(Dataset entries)
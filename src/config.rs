use anyhow::{Context, Result};
use serde::Deserialize;
use std::path::{Path, PathBuf};
use tracing::info;

#[derive(Debug, Deserialize, Clone, Default)]
#[serde(default)]
pub struct TabRecallConfig {
    pub server: ServerConfig,
    pub storage: StorageConfig,
    pub embedding: EmbeddingConfig,
    pub retrieval: RetrievalConfig,
    pub content: ContentConfig,
    pub llm: LlmConfig,
}

#[derive(Debug, Deserialize, Clone)]
#[serde(default)]
pub struct ServerConfig {
    pub transport: String,
    pub log_level: String,
    pub host: String,
    pub port: u16,
}

#[derive(Debug, Deserialize, Clone)]
#[serde(default)]
pub struct StorageConfig {
    pub db_path: String,
    pub default_user: String,
}

#[derive(Debug, Deserialize, Clone)]
#[serde(default)]
pub struct EmbeddingConfig {
    pub provider: String,
    pub model: String,
    pub cache_dir: String,
    /// Maximum number of distinct texts kept in the embedding LRU cache.
    pub cache_capacity: usize,
}

#[derive(Debug, Deserialize, Clone)]
#[serde(default)]
pub struct RetrievalConfig {
    pub default_limit: usize,
    /// Semantic candidates fetched per requested result before intent analysis.
    pub initial_search_multiplier: usize,
    /// Upper bound on records merged in by the fresh-memory boost.
    pub fresh_memory_limit: usize,
    pub use_reranking: bool,
    pub reranker_dir: String,
    /// Per-day decay applied to content chunk similarity.
    pub time_weight_decay: f64,
}

#[derive(Debug, Deserialize, Clone)]
#[serde(default)]
pub struct ContentConfig {
    pub chunk_size: usize,
    pub chunk_overlap: usize,
    pub content_filtering: bool,
    pub contextual_embeddings: bool,
    /// Characters of page content kept on the immediate save path.
    pub stored_preview_chars: usize,
}

#[derive(Debug, Deserialize, Clone)]
#[serde(default)]
pub struct LlmConfig {
    pub base_url: String,
    pub model: String,
    pub api_key: Option<String>,
    pub timeout_secs: u64,
}

impl Default for ServerConfig {
    fn default() -> Self {
        Self {
            transport: "stdio".into(),
            log_level: "info".into(),
            host: "127.0.0.1".into(),
            port: 8052,
        }
    }
}

impl Default for StorageConfig {
    fn default() -> Self {
        let db_path = default_data_dir()
            .join("memory.db")
            .to_string_lossy()
            .into_owned();
        Self {
            db_path,
            default_user: "browser_user".into(),
        }
    }
}

impl Default for EmbeddingConfig {
    fn default() -> Self {
        let cache_dir = default_data_dir()
            .join("models")
            .to_string_lossy()
            .into_owned();
        Self {
            provider: "local".into(),
            model: "all-MiniLM-L6-v2".into(),
            cache_dir,
            cache_capacity: 1000,
        }
    }
}

impl Default for RetrievalConfig {
    fn default() -> Self {
        let reranker_dir = default_data_dir()
            .join("models")
            .join("reranker")
            .to_string_lossy()
            .into_owned();
        Self {
            default_limit: 5,
            initial_search_multiplier: 4,
            fresh_memory_limit: 10,
            use_reranking: true,
            reranker_dir,
            time_weight_decay: 0.001,
        }
    }
}

impl Default for ContentConfig {
    fn default() -> Self {
        Self {
            chunk_size: 3000,
            chunk_overlap: 300,
            content_filtering: true,
            contextual_embeddings: true,
            stored_preview_chars: 1000,
        }
    }
}

impl Default for LlmConfig {
    fn default() -> Self {
        Self {
            base_url: "https://api.openai.com/v1".into(),
            model: "gpt-4o-mini".into(),
            api_key: None,
            timeout_secs: 30,
        }
    }
}

/// Returns `~/.tabrecall/`, or `./.tabrecall` when no home directory is known.
pub fn default_data_dir() -> PathBuf {
    dirs::home_dir()
        .unwrap_or_else(|| PathBuf::from("."))
        .join(".tabrecall")
}

/// Returns the default config file path: `~/.tabrecall/config.toml`
pub fn default_config_path() -> PathBuf {
    default_data_dir().join("config.toml")
}

impl TabRecallConfig {
    /// Load config from TOML file (if it exists) then apply env var overrides.
    pub fn load() -> Result<Self> {
        Self::load_from(default_config_path())
    }

    /// Load from a specific path, then apply env var overrides.
    pub fn load_from(path: impl AsRef<Path>) -> Result<Self> {
        let path = path.as_ref();
        let mut config = if path.exists() {
            let contents =
                std::fs::read_to_string(path).context("failed to read config file")?;
            toml::from_str(&contents).context("failed to parse config TOML")?
        } else {
            info!("no config file at {}, using defaults", path.display());
            TabRecallConfig::default()
        };

        config.apply_env_overrides();
        Ok(config)
    }

    fn apply_env_overrides(&mut self) {
        if let Ok(val) = std::env::var("TABRECALL_DB") {
            self.storage.db_path = val;
        }
        if let Ok(val) = std::env::var("TABRECALL_USER") {
            self.storage.default_user = val;
        }
        if let Ok(val) = std::env::var("TABRECALL_LOG_LEVEL") {
            self.server.log_level = val;
        }
        if let Ok(val) = std::env::var("TABRECALL_TRANSPORT") {
            self.server.transport = val;
        }
        if let Ok(val) = std::env::var("TABRECALL_LLM_MODEL") {
            self.llm.model = val;
        }
        if let Ok(val) = std::env::var("OPENAI_API_KEY") {
            if !val.trim().is_empty() {
                self.llm.api_key = Some(val);
            }
        }
        if let Ok(val) = std::env::var("USE_RERANKING") {
            self.retrieval.use_reranking = val.eq_ignore_ascii_case("true");
        }
    }

    /// Resolve the database path, expanding `~` if needed.
    pub fn resolved_db_path(&self) -> PathBuf {
        expand_tilde(&self.storage.db_path)
    }
}

pub fn expand_tilde(path: &str) -> PathBuf {
    match (path.strip_prefix("~/"), dirs::home_dir()) {
        (Some(rest), Some(home)) => home.join(rest),
        _ => PathBuf::from(path),
    }
}

#[cfg(test)]
mod tests {
    use super::*;

    #[test]
    fn default_config_is_valid() {
        let config = TabRecallConfig::default();
        assert_eq!(config.server.transport, "stdio");
        assert_eq!(config.server.port, 8052);
        assert_eq!(config.storage.default_user, "browser_user");
        assert_eq!(config.retrieval.initial_search_multiplier, 4);
        assert_eq!(config.content.chunk_size, 3000);
        assert!(config.llm.api_key.is_none());
        assert!(config.storage.db_path.ends_with("memory.db"));
    }

    #[test]
    fn parse_toml_config() {
        let toml_str = r#"
[server]
log_level = "debug"
port = 9000

[storage]
db_path = "/tmp/test.db"
default_user = "alice"

[retrieval]
use_reranking = false

[content]
chunk_overlap = 100
"#;
        let config: TabRecallConfig = toml::from_str(toml_str).unwrap();
        assert_eq!(config.server.log_level, "debug");
        assert_eq!(config.server.port, 9000);
        assert_eq!(config.storage.db_path, "/tmp/test.db");
        assert_eq!(config.storage.default_user, "alice");
        assert!(!config.retrieval.use_reranking);
        assert_eq!(config.content.chunk_overlap, 100);
        // defaults still apply for unset fields
        assert_eq!(config.retrieval.default_limit, 5);
        assert_eq!(config.content.chunk_size, 3000);
        assert_eq!(config.llm.model, "gpt-4o-mini");
    }

    #[test]
    fn env_overrides_apply() {
        let mut config = TabRecallConfig::default();
        std::env::set_var("TABRECALL_DB", "/tmp/override.db");
        std::env::set_var("TABRECALL_USER", "env-user");
        std::env::set_var("TABRECALL_LOG_LEVEL", "trace");
        std::env::set_var("USE_RERANKING", "false");

        config.apply_env_overrides();

        assert_eq!(config.storage.db_path, "/tmp/override.db");
        assert_eq!(config.storage.default_user, "env-user");
        assert_eq!(config.server.log_level, "trace");
        assert!(!config.retrieval.use_reranking);

        std::env::remove_var("TABRECALL_DB");
        std::env::remove_var("TABRECALL_USER");
        std::env::remove_var("TABRECALL_LOG_LEVEL");
        std::env::remove_var("USE_RERANKING");
    }

    #[test]
    fn load_from_missing_file_uses_defaults() {
        let dir = tempfile::tempdir().unwrap();
        let config = TabRecallConfig::load_from(dir.path().join("absent.toml")).unwrap();
        assert_eq!(config.retrieval.fresh_memory_limit, 10);
    }

    #[test]
    fn expand_tilde_leaves_absolute_paths() {
        assert_eq!(expand_tilde("/var/db.sqlite"), PathBuf::from("/var/db.sqlite"));
    }
}
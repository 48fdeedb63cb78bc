//! Local ONNX Runtime embedding provider.
//!
//! Implements [`EmbeddingProvider`] using the all-MiniLM-L6-v2
//! model via `ort`. Handles tokenization, inference, mean pooling, and L2 normalization.

use std::sync::Mutex;

use anyhow::{Context, Result};
use ort::session::Session;
use ort::value::Tensor;
use tokenizers::Tokenizer;

use super::{l2_normalize, EmbeddingError, EmbeddingProvider, EMBEDDING_DIM};
use crate::config::EmbeddingConfig;

/// Maximum sequence length for all-MiniLM-L6-v2 (trained at 256).
const MAX_SEQ_LEN: usize = 256;

/// Local ONNX-based embedding provider using all-MiniLM-L6-v2.
pub struct LocalEmbeddingProvider {
    session: Mutex<Session>,
    tokenizer: Tokenizer,
}

// Safety: Tokenizer is Send+Sync. Session is behind a Mutex.
unsafe impl Send for LocalEmbeddingProvider {}
unsafe impl Sync for LocalEmbeddingProvider {}

/// Load an ONNX session and a truncating, batch-padding tokenizer from `dir`.
pub(crate) fn load_model(
    dir: &std::path::Path,
    max_len: usize,
) -> Result<(Session, Tokenizer)> {
    let model_path = dir.join("model.onnx");
    let tokenizer_path = dir.join("tokenizer.json");

    anyhow::ensure!(
        model_path.exists(),
        "ONNX model not found at {}. Run `tabrecall model download` first.",
        model_path.display()
    );
    anyhow::ensure!(
        tokenizer_path.exists(),
        "Tokenizer not found at {}. Run `tabrecall model download` first.",
        tokenizer_path.display()
    );

    let session = Session::builder()?
        .with_optimization_level(ort::session::builder::GraphOptimizationLevel::Level3)?
        .with_intra_threads(4)?
        .commit_from_file(&model_path)
        .context("failed to load ONNX model")?;

    tracing::info!(model = %model_path.display(), "ONNX model loaded");

    let mut tokenizer = Tokenizer::from_file(&tokenizer_path)
        .map_err(|e| anyhow::anyhow!("failed to load tokenizer: {e}"))?;

    tokenizer
        .with_truncation(Some(tokenizers::TruncationParams {
            max_length: max_len,
            ..Default::default()
        }))
        .map_err(|e| anyhow::anyhow!("failed to set truncation: {e}"))?;

    tokenizer.with_padding(Some(tokenizers::PaddingParams {
        strategy: tokenizers::PaddingStrategy::BatchLongest,
        ..Default::default()
    }));

    Ok((session, tokenizer))
}

impl LocalEmbeddingProvider {
    pub fn new(config: &EmbeddingConfig) -> Result<Self> {
        let cache_dir = crate::config::expand_tilde(&config.cache_dir);
        let (session, tokenizer) = load_model(&cache_dir, MAX_SEQ_LEN)?;
        tracing::info!(model = %config.model, "embedding tokenizer loaded");

        Ok(Self {
            session: Mutex::new(session),
            tokenizer,
        })
    }
}

impl EmbeddingProvider for LocalEmbeddingProvider {
    fn embed(&self, text: &str) -> Result<Vec<f32>, EmbeddingError> {
        self.embed_batch(&[text])?
            .into_iter()
            .next()
            .ok_or_else(|| EmbeddingError::Output("empty batch result".into()))
    }

    fn embed_batch(&self, texts: &[&str]) -> Result<Vec<Vec<f32>>, EmbeddingError> {
        if texts.is_empty() {
            return Ok(vec![]);
        }

        let encodings = self
            .tokenizer
            .encode_batch(texts.to_vec(), true)
            .map_err(|e| EmbeddingError::Tokenization(e.to_string()))?;

        let batch_size = encodings.len();
        let seq_len = encodings[0].get_ids().len();

        let mut input_ids_flat = Vec::with_capacity(batch_size * seq_len);
        let mut attention_mask_flat = Vec::with_capacity(batch_size * seq_len);

        for encoding in &encodings {
            input_ids_flat.extend(encoding.get_ids().iter().map(|&id| id as i64));
            attention_mask_flat.extend(encoding.get_attention_mask().iter().map(|&m| m as i64));
        }

        let shape = vec![batch_size as i64, seq_len as i64];
        let input_ids_tensor =
            Tensor::from_array((shape.clone(), input_ids_flat.into_boxed_slice()))?;
        let attention_mask_tensor =
            Tensor::from_array((shape.clone(), attention_mask_flat.clone().into_boxed_slice()))?;
        // single sentence: segment ids are all zero
        let token_type_ids = vec![0i64; batch_size * seq_len];
        let token_type_ids_tensor =
            Tensor::from_array((shape, token_type_ids.into_boxed_slice()))?;

        let mut session = self
            .session
            .lock()
            .map_err(|e| EmbeddingError::Unavailable(format!("session lock poisoned: {e}")))?;

        let outputs = session.run(ort::inputs! {
            "input_ids" => input_ids_tensor,
            "attention_mask" => attention_mask_tensor,
            "token_type_ids" => token_type_ids_tensor,
        })?;

        // Output name varies by export; fall back to the first output.
        let token_emb_value = outputs
            .get("token_embeddings")
            .or_else(|| outputs.get("last_hidden_state"))
            .unwrap_or_else(|| &outputs[0]);

        let (shape, data) = token_emb_value.try_extract_tensor::<f32>()?;

        let dims: &[i64] = &shape;
        if dims.len() != 3 || dims[2] != EMBEDDING_DIM as i64 {
            return Err(EmbeddingError::Output(format!(
                "token_embeddings shape {dims:?}, expected [batch, seq, {EMBEDDING_DIM}]"
            )));
        }
        let hidden_dim = dims[2] as usize;
        let actual_seq_len = dims[1] as usize;

        // Mean pooling over attended tokens.
        let mut results = Vec::with_capacity(batch_size);
        for b in 0..batch_size {
            let mut sum = vec![0.0f32; hidden_dim];
            let mut count = 0.0f32;

            for s in 0..actual_seq_len {
                let mask = attention_mask_flat[b * seq_len + s] as f32;
                if mask > 0.0 {
                    let offset = (b * actual_seq_len + s) * hidden_dim;
                    for (d, acc) in sum.iter_mut().enumerate() {
                        *acc += data[offset + d] * mask;
                    }
                    count += mask;
                }
            }

            if count > 0.0 {
                sum.iter_mut().for_each(|x| *x /= count);
            }

            results.push(l2_normalize(&sum));
        }

        Ok(results)
    }
}

#[cfg(test)]
mod tests {
    use super::*;
    use crate::embedding::cosine_similarity;

    fn test_config() -> EmbeddingConfig {
        EmbeddingConfig::default()
    }

    #[test]
    fn missing_model_dir_is_reported() {
        let dir = tempfile::tempdir().unwrap();
        let config = EmbeddingConfig {
            cache_dir: dir.path().to_string_lossy().into_owned(),
            ..Default::default()
        };
        let err = LocalEmbeddingProvider::new(&config).err().unwrap();
        assert!(err.to_string().contains("model download"));
    }

    #[test]
    #[ignore] // needs model files: cargo test -- --ignored
    fn embed_produces_normalized_384_dims() {
        let provider = LocalEmbeddingProvider::new(&test_config()).unwrap();
        let embedding = provider.embed("Hello world").unwrap();
        assert_eq!(embedding.len(), EMBEDDING_DIM);
        let norm: f32 = embedding.iter().map(|x| x * x).sum::<f32>().sqrt();
        assert!((norm - 1.0).abs() < 1e-4);
    }

    #[test]
    #[ignore]
    fn temporal_phrasings_are_closer_than_unrelated_text() {
        let provider = LocalEmbeddingProvider::new(&test_config()).unwrap();
        let a = provider.embed("show me the most recent information").unwrap();
        let b = provider.embed("what did I look at most recently").unwrap();
        let c = provider.embed("quantum computing uses qubits").unwrap();
        assert!(cosine_similarity(&a, &b) > cosine_similarity(&a, &c));
    }

    #[test]
    #[ignore]
    fn empty_batch_is_empty() {
        let provider = LocalEmbeddingProvider::new(&test_config()).unwrap();
        assert!(provider.embed_batch(&[]).unwrap().is_empty());
    }
}
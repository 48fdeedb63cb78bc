//! MCP server initialization for stdio and streamable HTTP transports.
//!
//! [`AppState::open`] wires the database, the cached embedding provider, both
//! stores, the reranker and the summarizer together; [`serve_stdio`] and
//! [`serve_http`] expose that state through [`TabRecallTools`].

use anyhow::{Context, Result};
use rmcp::ServiceExt;
use rusqlite::Connection;
use std::sync::{Arc, Mutex};

use crate::config::TabRecallConfig;
use crate::content::rerank::{create_reranker, Reranker};
use crate::content::store::SqliteContentStore;
use crate::db;
use crate::embedding::cache::CachedEmbeddingProvider;
use crate::embedding::{self, EmbeddingProvider};
use crate::ingest::TabIngestor;
use crate::memory::store::SqliteMemoryStore;
use crate::search::UnifiedSearch;
use crate::summarize::LlmSummarizer;
use crate::temporal::TemporalIntelligence;
use crate::tools::TabRecallTools;

/// Everything the tools and CLI commands share. Built once per process.
pub struct AppState {
    pub config: Arc<TabRecallConfig>,
    pub db: Arc<Mutex<Connection>>,
    pub embedding: Arc<CachedEmbeddingProvider>,
    pub memories: Arc<SqliteMemoryStore>,
    pub content: Arc<SqliteContentStore>,
    pub reranker: Arc<dyn Reranker>,
    pub summarizer: Arc<LlmSummarizer>,
    pub search: UnifiedSearch,
    pub ingestor: TabIngestor,
}

impl AppState {
    /// Open the configured database and load the local embedding model.
    pub fn open(config: TabRecallConfig) -> Result<Self> {
        let db_path = config.resolved_db_path();
        let conn = db::open_database(&db_path)?;
        tracing::info!(db = %db_path.display(), "database ready");

        if let Ok(Some(stored_model)) = db::migrations::get_embedding_model(&conn) {
            if stored_model != config.embedding.model {
                tracing::warn!(
                    stored = %stored_model,
                    configured = %config.embedding.model,
                    "embedding model differs from the one stored vectors were built with"
                );
            }
        }

        let provider = embedding::create_provider(&config.embedding)?;
        tracing::info!("embedding provider ready");

        Self::from_parts(config, conn, Arc::from(provider))
    }

    /// Assemble the state around an already opened connection and provider.
    pub fn from_parts(
        config: TabRecallConfig,
        conn: Connection,
        provider: Arc<dyn EmbeddingProvider>,
    ) -> Result<Self> {
        let config = Arc::new(config);
        let db = Arc::new(Mutex::new(conn));

        let embedding = Arc::new(CachedEmbeddingProvider::new(
            provider,
            config.embedding.cache_capacity,
        ));
        let embedder: Arc<dyn EmbeddingProvider> = embedding.clone();

        let memories = Arc::new(SqliteMemoryStore::new(db.clone(), embedder.clone()));
        let content = Arc::new(SqliteContentStore::new(
            db.clone(),
            embedder.clone(),
            &config,
        ));
        let reranker = create_reranker(&config.retrieval);
        let summarizer =
            Arc::new(LlmSummarizer::new(&config.llm).context("failed to set up summarizer")?);
        if !summarizer.is_configured() {
            tracing::info!("no LLM API key, page summaries will come from titles");
        }

        let temporal = Arc::new(TemporalIntelligence::new(embedder));
        let search = UnifiedSearch::new(
            memories.clone(),
            content.clone(),
            reranker.clone(),
            temporal,
            &config.retrieval,
        );
        let ingestor = TabIngestor::new(
            memories.clone(),
            content.clone(),
            summarizer.clone(),
            config.content.clone(),
        );

        Ok(Self {
            config,
            db,
            embedding,
            memories,
            content,
            reranker,
            summarizer,
            search,
            ingestor,
        })
    }
}

/// Start the MCP server over stdio transport.
pub async fn serve_stdio(config: TabRecallConfig) -> Result<()> {
    tracing::info!("starting tabrecall MCP server on stdio");

    let state = Arc::new(AppState::open(config)?);

    let tools = TabRecallTools::new(state);
    let transport = rmcp::transport::stdio();

    let server = tools.serve(transport).await?;
    tracing::info!("MCP server running, waiting for client");

    server.waiting().await?;
    tracing::info!("MCP server shut down");

    Ok(())
}

/// Start the MCP server over streamable HTTP.
pub async fn serve_http(config: TabRecallConfig) -> Result<()> {
    let bind_addr = format!("{}:{}", config.server.host, config.server.port);

    tracing::info!(addr = %bind_addr, "starting tabrecall MCP server on HTTP");

    let state = Arc::new(AppState::open(config)?);

    let service = rmcp::transport::streamable_http_server::StreamableHttpService::new(
        move || Ok(TabRecallTools::new(state.clone())),
        rmcp::transport::streamable_http_server::session::local::LocalSessionManager::default()
            .into(),
        Default::default(),
    );

    let router = axum::Router::new().nest_service("/mcp", service);

    let listener = tokio::net::TcpListener::bind(&bind_addr)
        .await
        .with_context(|| format!("failed to bind {bind_addr}"))?;
    tracing::info!(addr = %bind_addr, "MCP server listening at http://{bind_addr}/mcp");

    axum::serve(listener, router)
        .with_graceful_shutdown(async {
            if let Err(e) = tokio::signal::ctrl_c().await {
                tracing::error!(error = %e, "failed to listen for ctrl-c");
            }
            tracing::info!("shutting down HTTP server");
        })
        .await?;

    Ok(())
}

### Exercise:
Show me all lines in the records that contain "tokenizers".

### Result of the exercise:
use tokenizers::Tokenizer;
        .with_truncation(Some(tokenizers::TruncationParams {
    tokenizer.with_padding(Some(tokenizers::PaddingParams {
        strategy: tokenizers::PaddingStrategy::BatchLongest,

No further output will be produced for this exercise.